La chute de Minova, dans le Sud-Kivu, aux mains du M23 a provoqué un afflux de déplacés vers la ville de Goma, où la situation sécuritaire reste préoccupante, particulièrement dans les quartiers de l’ouest.
Dans le quartier Lac Vert, les habitants se sont réveillés sous le son des bombes, semant la peur au sein de la population. Dedesi Mitima, chef de ce quartier, apporte des précisions. Selon lui, certes les détentions des bombes se font sentir dans son quartier, mais aucune n’y est tombée. “Nous nous sommes réveillés sous les sons des bombes, mais aucune n’est tombée ici, contrairement à ce que certains rapportent sur les réseaux sociaux”, explique-t-il. Malgré l’absence de dommages directs, l’insécurité ambiante a plongé les habitants dans une vive psychose, accentuée par l’arrivée massive de déplacés fuyant les combats dans les environs.
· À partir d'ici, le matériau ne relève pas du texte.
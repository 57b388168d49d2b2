use axum::routing::{get, post};
use axum::Router;

use crate::handlers::auth;
use crate::state::AppState;

/// Routes mounted at `/auth`.
///
/// ```text
/// POST /login   -> login (public)
/// GET  /me      -> me
/// ```
pub fn router() -> Router<AppState> {
    Router::new()
        .route("/login", post(auth::login))
        .route("/me", get(auth::me))
}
Le quartier Lac Vert accueille actuellement de nombreux déplacés, dont une partie vient de Minova. Dedesi Mitima lance un appel urgent aux autorités et aux organisations humanitaires pour répondre à cette crise. “Ces déplacés sont arrivés les mains vides. Ils n’ont rien pour survivre. Je demande au gouvernement provincial et aux partenaires humanitaires de venir en aide à ces personnes vulnérables”, appelle Dedesi Mitima. La peur provoquée par les détonations a paralysé le fonctionnement du quartier. “Presque toutes les écoles du quartier Lac Vert sont fermées aujourd’hui en raison de cette situation. Nous ne savons pas ce qui pourrait se passer dans les heures à venir”, explique le chef de quartier.
Dans ce contexte tendu, Dedesi Mitima appelle ses administrés à rester calmes et à faire preuve de solidarité, notamment envers les déplacés. Il demande également aux propriétaires de terrains occupés par ces familles déplacées d’être tolérants pour leur permettre de se réinstaller temporairement.